I'm making a mobile online game with Unity. Just like other online games, there is a login screen for entering an ID/password with TMP_InputField from TextMesh Pro. The password input field is covered with asterisks, but the value of the input field still contains the password string, so what if a hacker or malware takes this data? Is the input field secure enough? Or do I need to strengthen security in other ways?
Thanks
Well you could mimic WPF apps where PasswordBox was placed in the GUI with SecureString as the data structure. SecureString isn't perfect however, it merely shortens the time the decrypted string is accessible in memory (as opposed to a regular string which is subject to a unpredictable GC event).
Obviously you can't use WPF controls but you could easily create your own control using whichever Unity UI framework your prefer.
Note that in .NET 5+ (though from a Unity perspective technically doesn't apply) SecureString has a not recommended warning whose detail is covered here. However the debate over whether it's a good idea to deal with credentials in any app arguably still applies to Unity.

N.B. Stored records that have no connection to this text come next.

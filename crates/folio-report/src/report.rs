//! HTML tearsheet generation and export.
//!
//! The report is rendered from an embedded template, staged through a
//! temporary directory, patched so the two-column layout is responsive, and
//! written to its final location. The staged copy is removed once read.

use crate::charts::{bar_chart, line_chart};
use crate::summary::{format_percent, format_ratio};
use folio_analytics::AnalyticsResult;
use folio_analytics::aggregate::MONTH_LABELS;
use std::path::Path;
use thiserror::Error;

const DEFAULT_TEMPLATE: &str = include_str!("template.html");
const VERSION: &str = env!("CARGO_PKG_VERSION");

/// Default file name for the exported report.
pub const DEFAULT_REPORT_NAME: &str = "portfolio_report.html";

/// Fixed-pixel two-column rule emitted by the template.
const FIXED_LAYOUT_CSS: &str =
    "#left{width:620px;margin-right:18px;margin-top:-1.2rem;float:left}#right{width:320px;float:right}";

/// Responsive replacement: percentage columns plus a fluid container.
const RESPONSIVE_LAYOUT_CSS: &str =
    "#left{width:62%;margin-right:2%;margin-top:-1.2rem;float:left}#right{width:34%;float:right}.container{max-width:100%;padding:0 20px}";

/// Errors that can occur during report export.
#[derive(Debug, Error)]
pub enum ReportError {
    /// IO error.
    #[error("IO error: {0}")]
    Io(#[from] std::io::Error),
}

/// Render the full HTML report from an analytics result.
///
/// The output still carries the template's fixed-width layout; call
/// [`make_responsive`] (or [`export_report`], which does both) for the
/// downloadable artifact.
pub fn render_html(result: &AnalyticsResult, title: &str) -> String {
    let date_range = result
        .returns
        .date_range()
        .map_or_else(String::new, |(start, end)| format!("{start} - {end}"));

    DEFAULT_TEMPLATE
        .replace("{{title}}", title)
        .replace("{{date_range}}", &date_range)
        .replace("{{v}}", VERSION)
        .replace("{{metrics_table}}", &metrics_table(result))
        .replace("{{allocation_table}}", &allocation_table(result))
        .replace("{{monthly_table}}", &monthly_table(result))
        .replace("{{eoy_table}}", &eoy_table(result))
        .replace("{{cumulative_chart}}", &line_chart(&result.cumulative))
        .replace("{{eoy_chart}}", &bar_chart(&result.eoy))
}

/// Swap the fixed-pixel column rule for the responsive one.
///
/// The substitution is a literal string replacement against the exact rule
/// the template emits; everything else in the document is untouched.
pub fn make_responsive(html: &str) -> String {
    html.replace(FIXED_LAYOUT_CSS, RESPONSIVE_LAYOUT_CSS)
}

/// Render, patch, and write the report to `output`.
///
/// The raw report is staged in a scoped temporary directory, read back,
/// patched, and only the patched copy survives.
///
/// # Errors
///
/// Returns an error if any filesystem step fails.
pub fn export_report(
    result: &AnalyticsResult,
    title: &str,
    output: &Path,
) -> Result<(), ReportError> {
    let html = render_html(result, title);

    let staging_dir = std::env::temp_dir().join(format!("folio-report-{}", std::process::id()));
    std::fs::create_dir_all(&staging_dir)?;

    let staged = staging_dir.join(DEFAULT_REPORT_NAME);
    std::fs::write(&staged, &html)?;
    let raw = std::fs::read_to_string(&staged)?;
    std::fs::remove_dir_all(&staging_dir)?;

    std::fs::write(output, make_responsive(&raw))?;

    Ok(())
}

fn metrics_table(result: &AnalyticsResult) -> String {
    let metrics = &result.metrics;
    let mut out = String::from("<table>\n");

    out.push_str(&metric_row("Sharpe Ratio", &format_ratio(metrics.sharpe)));
    out.push_str(&metric_row(
        "Max Drawdown",
        &format_percent(metrics.max_drawdown),
    ));
    out.push_str(&metric_row("CAGR", &format_percent(metrics.cagr)));
    out.push_str(&metric_row("Volatility", &format_percent(metrics.volatility)));
    out.push_str(&metric_row(
        "Total Return",
        &format_percent(metrics.total_return),
    ));

    out.push_str("</table>\n");
    out
}

fn metric_row(label: &str, value: &str) -> String {
    format!("<tr><td>{label}</td><td>{value}</td></tr>\n")
}

fn allocation_table(result: &AnalyticsResult) -> String {
    let mut out = String::from("<table>\n<tr><th>Symbol</th><th>Weight</th></tr>\n");
    for holding in result.portfolio.holdings() {
        out.push_str(&format!(
            "<tr><td>{}</td><td>{}</td></tr>\n",
            holding.symbol,
            format_percent(holding.weight)
        ));
    }
    out.push_str("</table>\n");
    out
}

fn monthly_table(result: &AnalyticsResult) -> String {
    let mut out = String::from("<table>\n<tr><th>Year</th>");
    for label in MONTH_LABELS {
        out.push_str(&format!("<th>{label}</th>"));
    }
    out.push_str("</tr>\n");

    for (year, row) in result.monthly.years().iter().zip(result.monthly.rows()) {
        out.push_str(&format!("<tr><td>{year}</td>"));
        for cell in row {
            match cell {
                Some(value) => {
                    let class = if *value < 0.0 { "neg" } else { "pos" };
                    out.push_str(&format!(
                        "<td class=\"{class}\">{:.2}</td>",
                        value * 100.0
                    ));
                }
                None => out.push_str("<td>-</td>"),
            }
        }
        out.push_str("</tr>\n");
    }

    out.push_str("</table>\n");
    out
}

fn eoy_table(result: &AnalyticsResult) -> String {
    let mut out = String::from("<table>\n<tr><th>Year</th><th>Return</th></tr>\n");
    for (year, value) in &result.eoy {
        let class = if *value < 0.0 { "neg" } else { "pos" };
        out.push_str(&format!(
            "<tr><td>{year}</td><td class=\"{class}\">{}</td></tr>\n",
            format_percent(*value)
        ));
    }
    out.push_str("</table>\n");
    out
}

Generally the best security is when the application does not deal with usernames and passwords1.
e.g.
Signing into GDK in Unity (sample courtesy of GDK):
// Look ma, no need for passwords!
XUserAddOptions options = XUserAddOptions.AddDefaultUserAllowingUI;
SDK.XUserAddAsync(options, AddUserComplete);
private void AddUserComplete(int hresult, XUserHandle userHandle)
{
if (!Succeeded(hresult, "Sign in."))
{
return;
}
_userHandle = userHandle;
CompletePostSignInInitialization();
}
1 DE0001: SecureString shouldn't be used